The problem: Tally up the lines below that contain the word "betas" and give the total alone.

Dataset content:
^^^^

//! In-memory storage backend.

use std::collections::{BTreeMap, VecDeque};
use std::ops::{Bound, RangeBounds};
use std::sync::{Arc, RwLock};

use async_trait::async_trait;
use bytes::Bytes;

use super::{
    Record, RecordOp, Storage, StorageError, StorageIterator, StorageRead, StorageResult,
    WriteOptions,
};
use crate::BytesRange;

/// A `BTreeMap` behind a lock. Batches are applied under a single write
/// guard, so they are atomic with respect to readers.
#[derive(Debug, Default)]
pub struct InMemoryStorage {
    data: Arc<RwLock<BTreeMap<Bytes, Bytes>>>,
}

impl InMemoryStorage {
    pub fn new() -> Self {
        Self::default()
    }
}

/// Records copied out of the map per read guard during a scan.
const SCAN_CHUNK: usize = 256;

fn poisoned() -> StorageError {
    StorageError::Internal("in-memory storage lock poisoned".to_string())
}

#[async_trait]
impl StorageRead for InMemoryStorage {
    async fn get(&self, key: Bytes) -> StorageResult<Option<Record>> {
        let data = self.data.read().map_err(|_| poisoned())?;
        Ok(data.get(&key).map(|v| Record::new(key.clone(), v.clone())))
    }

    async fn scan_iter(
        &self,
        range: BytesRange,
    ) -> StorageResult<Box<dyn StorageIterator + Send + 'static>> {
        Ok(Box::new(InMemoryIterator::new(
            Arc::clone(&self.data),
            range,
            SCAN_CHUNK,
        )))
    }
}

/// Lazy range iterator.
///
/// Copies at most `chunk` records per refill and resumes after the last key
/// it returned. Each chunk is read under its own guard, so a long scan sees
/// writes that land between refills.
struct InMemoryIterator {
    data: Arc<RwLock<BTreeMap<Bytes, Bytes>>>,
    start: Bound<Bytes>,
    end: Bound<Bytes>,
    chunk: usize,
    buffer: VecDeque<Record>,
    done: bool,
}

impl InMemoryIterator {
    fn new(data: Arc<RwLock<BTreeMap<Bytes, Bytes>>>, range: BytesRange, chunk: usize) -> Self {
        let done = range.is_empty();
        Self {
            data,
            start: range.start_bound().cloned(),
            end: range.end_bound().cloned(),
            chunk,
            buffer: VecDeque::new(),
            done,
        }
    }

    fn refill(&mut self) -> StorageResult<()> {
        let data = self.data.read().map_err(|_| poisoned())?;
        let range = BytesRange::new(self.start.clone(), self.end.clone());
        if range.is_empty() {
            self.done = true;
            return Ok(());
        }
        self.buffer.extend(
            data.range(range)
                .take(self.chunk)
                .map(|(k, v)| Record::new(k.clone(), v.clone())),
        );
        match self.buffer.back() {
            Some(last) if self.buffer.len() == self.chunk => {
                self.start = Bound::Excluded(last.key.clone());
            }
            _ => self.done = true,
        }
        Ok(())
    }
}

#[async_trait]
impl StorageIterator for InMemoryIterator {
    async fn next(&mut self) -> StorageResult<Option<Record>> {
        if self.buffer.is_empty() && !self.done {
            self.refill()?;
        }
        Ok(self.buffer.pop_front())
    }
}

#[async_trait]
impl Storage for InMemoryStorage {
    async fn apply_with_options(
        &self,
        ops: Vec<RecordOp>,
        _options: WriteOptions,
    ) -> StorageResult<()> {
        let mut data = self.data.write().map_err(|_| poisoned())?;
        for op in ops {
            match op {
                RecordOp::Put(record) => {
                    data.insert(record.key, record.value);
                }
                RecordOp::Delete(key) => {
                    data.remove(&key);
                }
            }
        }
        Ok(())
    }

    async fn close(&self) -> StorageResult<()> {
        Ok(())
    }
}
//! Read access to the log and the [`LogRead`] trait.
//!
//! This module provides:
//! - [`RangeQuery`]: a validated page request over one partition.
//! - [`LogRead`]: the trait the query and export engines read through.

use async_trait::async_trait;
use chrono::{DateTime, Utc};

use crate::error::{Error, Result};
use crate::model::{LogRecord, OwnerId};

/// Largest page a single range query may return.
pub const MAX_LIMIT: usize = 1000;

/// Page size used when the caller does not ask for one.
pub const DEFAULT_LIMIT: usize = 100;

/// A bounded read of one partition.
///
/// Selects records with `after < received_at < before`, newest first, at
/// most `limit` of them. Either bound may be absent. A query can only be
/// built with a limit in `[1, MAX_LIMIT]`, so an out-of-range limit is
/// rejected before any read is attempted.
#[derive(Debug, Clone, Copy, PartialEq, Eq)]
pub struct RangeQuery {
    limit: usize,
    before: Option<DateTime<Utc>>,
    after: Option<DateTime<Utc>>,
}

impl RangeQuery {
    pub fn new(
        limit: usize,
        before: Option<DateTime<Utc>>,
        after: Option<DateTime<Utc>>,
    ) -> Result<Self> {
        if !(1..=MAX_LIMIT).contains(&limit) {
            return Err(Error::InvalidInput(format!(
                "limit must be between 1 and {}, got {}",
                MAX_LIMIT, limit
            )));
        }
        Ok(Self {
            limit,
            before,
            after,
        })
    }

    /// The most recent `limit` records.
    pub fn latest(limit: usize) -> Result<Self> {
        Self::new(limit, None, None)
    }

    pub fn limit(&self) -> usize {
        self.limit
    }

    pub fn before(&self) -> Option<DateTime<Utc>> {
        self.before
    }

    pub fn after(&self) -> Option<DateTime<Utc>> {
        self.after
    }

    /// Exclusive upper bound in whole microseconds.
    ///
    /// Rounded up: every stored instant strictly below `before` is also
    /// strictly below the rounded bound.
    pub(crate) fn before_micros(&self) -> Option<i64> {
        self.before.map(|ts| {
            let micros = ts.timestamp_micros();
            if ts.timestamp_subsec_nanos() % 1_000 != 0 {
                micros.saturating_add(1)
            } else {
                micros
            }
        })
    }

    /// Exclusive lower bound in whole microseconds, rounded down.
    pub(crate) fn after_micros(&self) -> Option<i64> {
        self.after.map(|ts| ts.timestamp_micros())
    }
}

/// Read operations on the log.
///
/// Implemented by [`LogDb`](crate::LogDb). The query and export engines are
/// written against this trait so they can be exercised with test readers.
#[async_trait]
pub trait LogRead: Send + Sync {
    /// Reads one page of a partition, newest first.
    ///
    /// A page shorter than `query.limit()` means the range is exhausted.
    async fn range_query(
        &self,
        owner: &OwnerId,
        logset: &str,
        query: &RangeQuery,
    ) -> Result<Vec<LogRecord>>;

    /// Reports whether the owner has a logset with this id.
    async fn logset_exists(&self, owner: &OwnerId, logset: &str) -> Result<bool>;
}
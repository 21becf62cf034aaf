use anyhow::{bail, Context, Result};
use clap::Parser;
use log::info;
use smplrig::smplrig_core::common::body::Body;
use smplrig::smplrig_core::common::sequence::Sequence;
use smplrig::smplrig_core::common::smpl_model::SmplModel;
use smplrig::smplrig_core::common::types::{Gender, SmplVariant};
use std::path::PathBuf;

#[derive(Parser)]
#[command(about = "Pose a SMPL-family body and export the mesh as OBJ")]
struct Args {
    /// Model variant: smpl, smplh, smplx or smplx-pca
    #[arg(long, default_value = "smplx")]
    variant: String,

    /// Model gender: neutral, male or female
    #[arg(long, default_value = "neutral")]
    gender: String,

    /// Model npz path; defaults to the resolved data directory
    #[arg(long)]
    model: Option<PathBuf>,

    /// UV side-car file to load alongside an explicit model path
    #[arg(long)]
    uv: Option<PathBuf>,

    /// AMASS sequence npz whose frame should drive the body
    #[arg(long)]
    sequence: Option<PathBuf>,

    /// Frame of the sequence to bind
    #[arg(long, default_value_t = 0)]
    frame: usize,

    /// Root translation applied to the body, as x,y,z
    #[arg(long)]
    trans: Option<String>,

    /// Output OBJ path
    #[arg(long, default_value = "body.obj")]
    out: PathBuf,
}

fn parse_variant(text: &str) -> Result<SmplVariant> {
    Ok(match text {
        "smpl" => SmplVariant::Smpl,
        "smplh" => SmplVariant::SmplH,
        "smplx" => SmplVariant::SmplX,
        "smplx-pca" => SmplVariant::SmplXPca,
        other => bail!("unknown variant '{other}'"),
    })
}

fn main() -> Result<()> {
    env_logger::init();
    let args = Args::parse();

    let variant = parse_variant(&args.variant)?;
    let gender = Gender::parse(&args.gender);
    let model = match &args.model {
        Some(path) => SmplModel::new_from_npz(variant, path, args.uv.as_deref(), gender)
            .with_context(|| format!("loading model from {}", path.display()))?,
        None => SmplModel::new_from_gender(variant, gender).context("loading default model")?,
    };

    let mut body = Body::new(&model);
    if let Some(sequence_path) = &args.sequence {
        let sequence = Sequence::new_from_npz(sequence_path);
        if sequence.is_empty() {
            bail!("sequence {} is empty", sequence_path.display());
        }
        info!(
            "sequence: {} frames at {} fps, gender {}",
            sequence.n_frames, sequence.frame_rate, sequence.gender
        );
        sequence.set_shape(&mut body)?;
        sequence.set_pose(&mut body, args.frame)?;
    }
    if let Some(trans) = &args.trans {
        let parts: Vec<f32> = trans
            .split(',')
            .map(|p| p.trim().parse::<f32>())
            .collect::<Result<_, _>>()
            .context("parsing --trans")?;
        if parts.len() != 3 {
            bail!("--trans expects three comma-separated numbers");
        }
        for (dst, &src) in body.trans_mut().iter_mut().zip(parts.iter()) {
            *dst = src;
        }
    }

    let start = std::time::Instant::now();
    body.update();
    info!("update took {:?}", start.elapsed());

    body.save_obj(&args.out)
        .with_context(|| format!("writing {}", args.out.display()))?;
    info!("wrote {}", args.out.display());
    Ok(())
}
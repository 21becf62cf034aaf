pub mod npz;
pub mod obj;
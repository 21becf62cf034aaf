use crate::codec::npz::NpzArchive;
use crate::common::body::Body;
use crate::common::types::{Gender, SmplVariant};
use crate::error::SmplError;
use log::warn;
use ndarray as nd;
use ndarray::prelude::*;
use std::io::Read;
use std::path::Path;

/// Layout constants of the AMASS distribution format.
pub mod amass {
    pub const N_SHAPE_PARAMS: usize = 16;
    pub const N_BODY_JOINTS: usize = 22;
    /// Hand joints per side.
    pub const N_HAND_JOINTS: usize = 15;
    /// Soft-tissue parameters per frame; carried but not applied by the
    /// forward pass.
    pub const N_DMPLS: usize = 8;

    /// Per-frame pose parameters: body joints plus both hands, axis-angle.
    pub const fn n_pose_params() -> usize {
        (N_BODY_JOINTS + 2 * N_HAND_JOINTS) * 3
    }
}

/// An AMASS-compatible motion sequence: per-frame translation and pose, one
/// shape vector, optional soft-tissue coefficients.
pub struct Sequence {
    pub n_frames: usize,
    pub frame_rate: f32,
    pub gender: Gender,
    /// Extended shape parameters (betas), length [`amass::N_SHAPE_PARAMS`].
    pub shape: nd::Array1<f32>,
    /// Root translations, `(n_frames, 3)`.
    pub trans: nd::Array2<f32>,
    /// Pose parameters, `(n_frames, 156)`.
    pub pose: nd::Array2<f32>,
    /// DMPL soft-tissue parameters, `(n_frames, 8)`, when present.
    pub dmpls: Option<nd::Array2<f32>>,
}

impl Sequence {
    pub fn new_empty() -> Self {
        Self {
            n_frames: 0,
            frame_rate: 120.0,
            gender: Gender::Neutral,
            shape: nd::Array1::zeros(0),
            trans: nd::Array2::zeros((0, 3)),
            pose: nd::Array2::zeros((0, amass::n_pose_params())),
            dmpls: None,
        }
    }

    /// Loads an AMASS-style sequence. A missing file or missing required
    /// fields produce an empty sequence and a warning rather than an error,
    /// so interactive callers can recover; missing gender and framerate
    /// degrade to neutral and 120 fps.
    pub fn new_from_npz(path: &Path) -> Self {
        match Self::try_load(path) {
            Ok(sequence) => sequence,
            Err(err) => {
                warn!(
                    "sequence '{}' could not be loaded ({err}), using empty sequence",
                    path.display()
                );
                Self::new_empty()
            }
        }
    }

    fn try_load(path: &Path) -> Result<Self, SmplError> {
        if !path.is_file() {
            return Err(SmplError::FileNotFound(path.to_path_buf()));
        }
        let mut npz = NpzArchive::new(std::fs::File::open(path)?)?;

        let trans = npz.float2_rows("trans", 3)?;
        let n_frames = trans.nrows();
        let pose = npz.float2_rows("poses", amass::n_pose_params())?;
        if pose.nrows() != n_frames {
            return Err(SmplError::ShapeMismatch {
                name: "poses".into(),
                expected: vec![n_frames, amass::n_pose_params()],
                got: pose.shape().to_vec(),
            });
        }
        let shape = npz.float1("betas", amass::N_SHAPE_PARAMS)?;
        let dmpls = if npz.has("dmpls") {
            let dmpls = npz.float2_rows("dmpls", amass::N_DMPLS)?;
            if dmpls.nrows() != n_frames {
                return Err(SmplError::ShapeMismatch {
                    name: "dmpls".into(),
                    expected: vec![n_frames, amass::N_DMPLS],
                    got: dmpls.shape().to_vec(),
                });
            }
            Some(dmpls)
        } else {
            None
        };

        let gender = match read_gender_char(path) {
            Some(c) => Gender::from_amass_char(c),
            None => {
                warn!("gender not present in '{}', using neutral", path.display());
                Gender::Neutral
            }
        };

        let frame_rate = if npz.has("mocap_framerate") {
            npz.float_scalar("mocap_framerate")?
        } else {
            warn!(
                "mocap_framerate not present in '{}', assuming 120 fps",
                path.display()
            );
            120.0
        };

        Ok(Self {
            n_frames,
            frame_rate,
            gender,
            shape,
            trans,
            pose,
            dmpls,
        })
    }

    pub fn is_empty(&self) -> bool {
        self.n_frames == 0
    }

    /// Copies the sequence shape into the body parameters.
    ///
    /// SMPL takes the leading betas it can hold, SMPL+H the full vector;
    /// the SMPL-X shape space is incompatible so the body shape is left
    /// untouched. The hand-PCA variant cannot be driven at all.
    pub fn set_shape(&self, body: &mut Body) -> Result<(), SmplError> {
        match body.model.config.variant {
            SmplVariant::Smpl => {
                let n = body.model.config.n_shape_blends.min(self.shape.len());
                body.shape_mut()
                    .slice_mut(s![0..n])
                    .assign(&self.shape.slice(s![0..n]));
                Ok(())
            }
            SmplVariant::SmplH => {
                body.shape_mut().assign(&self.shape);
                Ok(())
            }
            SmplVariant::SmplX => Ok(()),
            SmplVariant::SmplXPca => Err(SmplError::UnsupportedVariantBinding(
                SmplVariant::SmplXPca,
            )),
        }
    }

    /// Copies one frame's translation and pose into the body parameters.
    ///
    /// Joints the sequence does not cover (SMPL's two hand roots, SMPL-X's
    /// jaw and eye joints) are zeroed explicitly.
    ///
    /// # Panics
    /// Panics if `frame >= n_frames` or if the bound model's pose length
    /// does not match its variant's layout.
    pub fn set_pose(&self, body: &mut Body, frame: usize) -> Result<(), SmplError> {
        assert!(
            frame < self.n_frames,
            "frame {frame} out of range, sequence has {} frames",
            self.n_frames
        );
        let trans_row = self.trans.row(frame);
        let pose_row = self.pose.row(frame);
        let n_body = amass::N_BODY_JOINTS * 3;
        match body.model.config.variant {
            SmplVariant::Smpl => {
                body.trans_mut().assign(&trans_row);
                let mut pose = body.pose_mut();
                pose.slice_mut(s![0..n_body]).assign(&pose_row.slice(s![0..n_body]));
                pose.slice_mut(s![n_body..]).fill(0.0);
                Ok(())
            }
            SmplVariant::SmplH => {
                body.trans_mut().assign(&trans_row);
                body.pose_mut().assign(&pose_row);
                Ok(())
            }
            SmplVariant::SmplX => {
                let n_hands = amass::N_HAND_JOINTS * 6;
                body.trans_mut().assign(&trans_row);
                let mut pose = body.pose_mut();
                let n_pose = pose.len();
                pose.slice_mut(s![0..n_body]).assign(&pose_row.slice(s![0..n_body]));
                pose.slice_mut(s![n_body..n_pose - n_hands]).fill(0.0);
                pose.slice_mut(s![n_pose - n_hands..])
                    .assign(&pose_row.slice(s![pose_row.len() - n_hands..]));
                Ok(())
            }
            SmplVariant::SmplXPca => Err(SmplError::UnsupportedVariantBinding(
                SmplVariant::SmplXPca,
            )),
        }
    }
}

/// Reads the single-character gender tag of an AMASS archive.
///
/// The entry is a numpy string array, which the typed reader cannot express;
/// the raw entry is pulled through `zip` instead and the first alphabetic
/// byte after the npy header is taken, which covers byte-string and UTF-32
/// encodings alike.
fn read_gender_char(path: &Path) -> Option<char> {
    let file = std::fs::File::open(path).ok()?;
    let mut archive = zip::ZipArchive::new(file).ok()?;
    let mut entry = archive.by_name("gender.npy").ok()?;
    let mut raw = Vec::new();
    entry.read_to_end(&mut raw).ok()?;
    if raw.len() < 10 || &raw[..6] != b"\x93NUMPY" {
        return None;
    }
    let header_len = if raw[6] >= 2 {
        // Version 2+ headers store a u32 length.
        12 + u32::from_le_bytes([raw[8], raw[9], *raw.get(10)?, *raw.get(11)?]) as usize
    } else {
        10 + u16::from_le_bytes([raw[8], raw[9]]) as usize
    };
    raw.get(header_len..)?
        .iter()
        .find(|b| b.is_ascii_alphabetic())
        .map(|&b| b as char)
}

^^^^

Result: 3